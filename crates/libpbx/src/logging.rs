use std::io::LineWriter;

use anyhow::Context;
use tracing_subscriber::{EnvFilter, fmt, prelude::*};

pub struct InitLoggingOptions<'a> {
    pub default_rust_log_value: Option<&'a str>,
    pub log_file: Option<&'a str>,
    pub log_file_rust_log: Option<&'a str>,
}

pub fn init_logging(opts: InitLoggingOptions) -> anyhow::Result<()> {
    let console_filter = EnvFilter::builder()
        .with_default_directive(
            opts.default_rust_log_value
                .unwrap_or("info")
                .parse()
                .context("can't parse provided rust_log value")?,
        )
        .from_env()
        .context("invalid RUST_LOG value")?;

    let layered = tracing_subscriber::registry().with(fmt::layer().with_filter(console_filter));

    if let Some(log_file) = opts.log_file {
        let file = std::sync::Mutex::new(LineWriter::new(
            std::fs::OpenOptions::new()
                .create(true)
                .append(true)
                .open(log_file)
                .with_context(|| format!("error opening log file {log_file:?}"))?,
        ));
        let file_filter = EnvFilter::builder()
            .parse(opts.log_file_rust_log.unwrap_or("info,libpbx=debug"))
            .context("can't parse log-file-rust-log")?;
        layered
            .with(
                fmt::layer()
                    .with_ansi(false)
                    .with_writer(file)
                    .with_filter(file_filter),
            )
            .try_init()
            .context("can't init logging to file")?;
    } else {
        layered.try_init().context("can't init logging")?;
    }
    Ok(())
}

----

» TASK ITEM: Gather from the records above every line containing the string "opts".

» EXERCISE SOLUTION:
pub fn init_logging(opts: InitLoggingOptions) -> anyhow::Result<()> {
            opts.default_rust_log_value
    if let Some(log_file) = opts.log_file {
            .parse(opts.log_file_rust_log.unwrap_or("info,libpbx=debug"))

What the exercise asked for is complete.